## What you will do
Repeat the listing exactly, line by line.

## Given records
// Copyright 2026 the Neuropil Authors
// SPDX-License-Identifier: Apache-2.0 OR MIT

//! External comparison against `rstar`'s 3D R-tree, behind `compare_rstar`.

use std::cell::Cell;
use std::rc::Rc;

use criterion::{BatchSize, Criterion, Throughput, black_box, criterion_group, criterion_main};
use glam::DVec3;
use neuropil_bvh::{Aabb, Dbvh, Element, Signal};
use rstar::RTree;
use rstar::primitives::Rectangle;

struct Block {
    bounds: Cell<Aabb>,
    changed: Signal,
}

impl Element for Block {
    fn bounds(&self) -> Aabb {
        self.bounds.get()
    }

    fn spacing(&self) -> DVec3 {
        DVec3::ZERO
    }

    fn bounds_changed(&self) -> &Signal {
        &self.changed
    }
}

#[derive(Clone)]
struct Rng(u64);

impl Rng {
    fn next_u64(&mut self) -> u64 {
        let mut x = self.0;
        x ^= x << 13;
        x ^= x >> 7;
        x ^= x << 17;
        self.0 = x;
        x
    }
    fn next_f64(&mut self) -> f64 {
        let v = self.next_u64() >> 11;
        (v as f64) / ((1u64 << 53) as f64)
    }
}

fn gen_random_boxes(count: usize, span: f64, extent: f64) -> Vec<Aabb> {
    let mut out = Vec::with_capacity(count);
    let mut rng = Rng(0xCAFE_F00D_DEAD_BEEF);
    for _ in 0..count {
        let min = DVec3::new(
            rng.next_f64() * span,
            rng.next_f64() * span,
            rng.next_f64() * span,
        );
        out.push(Aabb::new(min, min + DVec3::splat(extent)));
    }
    out
}

fn bench_build_and_query(c: &mut Criterion) {
    let mut group = c.benchmark_group("rstar_compare");
    let boxes = gen_random_boxes(4096, 2000.0, 15.0);
    let region_min = [500.0, 500.0, 500.0];
    let region_max = [1100.0, 1100.0, 1100.0];
    group.throughput(Throughput::Elements(boxes.len() as u64));

    group.bench_function("bvh_build_then_region_query", |b| {
        b.iter_batched(
            || {
                boxes
                    .iter()
                    .map(|aabb| {
                        Rc::new(Block {
                            bounds: Cell::new(*aabb),
                            changed: Signal::new(),
                        })
                    })
                    .collect::<Vec<_>>()
            },
            |blocks| {
                let tree: Dbvh<Block> = Dbvh::from_elements(blocks.iter().cloned());
                let region = Aabb::new(
                    DVec3::from_array(region_min),
                    DVec3::from_array(region_max),
                );
                black_box(tree.intersects(&region, DVec3::ZERO).len());
            },
            BatchSize::SmallInput,
        )
    });

    group.bench_function("rstar_build_then_region_query", |b| {
        b.iter_batched(
            || {
                boxes
                    .iter()
                    .map(|aabb| {
                        Rectangle::from_corners(aabb.min.to_array(), aabb.max.to_array())
                    })
                    .collect::<Vec<_>>()
            },
            |rects| {
                let tree = RTree::bulk_load(rects);
                let envelope = rstar::AABB::from_corners(region_min, region_max);
                black_box(tree.locate_in_envelope_intersecting(&envelope).count());
            },
            BatchSize::SmallInput,
        )
    });

    group.finish();
}

criterion_group!(benches, bench_build_and_query);
criterion_main!(benches);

## Completed exercise
// Copyright 2026 the Neuropil Authors
// SPDX-License-Identifier: Apache-2.0 OR MIT

//! External comparison against `rstar`'s 3D R-tree, behind `compare_rstar`.

use std::cell::Cell;
use std::rc::Rc;

use criterion::{BatchSize, Criterion, Throughput, black_box, criterion_group, criterion_main};
use glam::DVec3;
use neuropil_bvh::{Aabb, Dbvh, Element, Signal};
use rstar::RTree;
use rstar::primitives::Rectangle;

struct Block {
    bounds: Cell<Aabb>,
    changed: Signal,
}

impl Element for Block {
    fn bounds(&self) -> Aabb {
        self.bounds.get()
    }

    fn spacing(&self) -> DVec3 {
        DVec3::ZERO
    }

    fn bounds_changed(&self) -> &Signal {
        &self.changed
    }
}

#[derive(Clone)]
struct Rng(u64);

impl Rng {
    fn next_u64(&mut self) -> u64 {
        let mut x = self.0;
        x ^= x << 13;
        x ^= x >> 7;
        x ^= x << 17;
        self.0 = x;
        x
    }
    fn next_f64(&mut self) -> f64 {
        let v = self.next_u64() >> 11;
        (v as f64) / ((1u64 << 53) as f64)
    }
}

fn gen_random_boxes(count: usize, span: f64, extent: f64) -> Vec<Aabb> {
    let mut out = Vec::with_capacity(count);
    let mut rng = Rng(0xCAFE_F00D_DEAD_BEEF);
    for _ in 0..count {
        let min = DVec3::new(
            rng.next_f64() * span,
            rng.next_f64() * span,
            rng.next_f64() * span,
        );
        out.push(Aabb::new(min, min + DVec3::splat(extent)));
    }
    out
}

fn bench_build_and_query(c: &mut Criterion) {
    let mut group = c.benchmark_group("rstar_compare");
    let boxes = gen_random_boxes(4096, 2000.0, 15.0);
    let region_min = [500.0, 500.0, 500.0];
    let region_max = [1100.0, 1100.0, 1100.0];
    group.throughput(Throughput::Elements(boxes.len() as u64));

    group.bench_function("bvh_build_then_region_query", |b| {
        b.iter_batched(
            || {
                boxes
                    .iter()
                    .map(|aabb| {
                        Rc::new(Block {
                            bounds: Cell::new(*aabb),
                            changed: Signal::new(),
                        })
                    })
                    .collect::<Vec<_>>()
            },
            |blocks| {
                let tree: Dbvh<Block> = Dbvh::from_elements(blocks.iter().cloned());
                let region = Aabb::new(
                    DVec3::from_array(region_min),
                    DVec3::from_array(region_max),
                );
                black_box(tree.intersects(&region, DVec3::ZERO).len());
            },
            BatchSize::SmallInput,
        )
    });

    group.bench_function("rstar_build_then_region_query", |b| {
        b.iter_batched(
            || {
                boxes
                    .iter()
                    .map(|aabb| {
                        Rectangle::from_corners(aabb.min.to_array(), aabb.max.to_array())
                    })
                    .collect::<Vec<_>>()
            },
            |rects| {
                let tree = RTree::bulk_load(rects);
                let envelope = rstar::AABB::from_corners(region_min, region_max);
                black_box(tree.locate_in_envelope_intersecting(&envelope).count());
            },
            BatchSize::SmallInput,
        )
    });

    group.finish();
}

criterion_group!(benches, bench_build_and_query);
criterion_main!(benches);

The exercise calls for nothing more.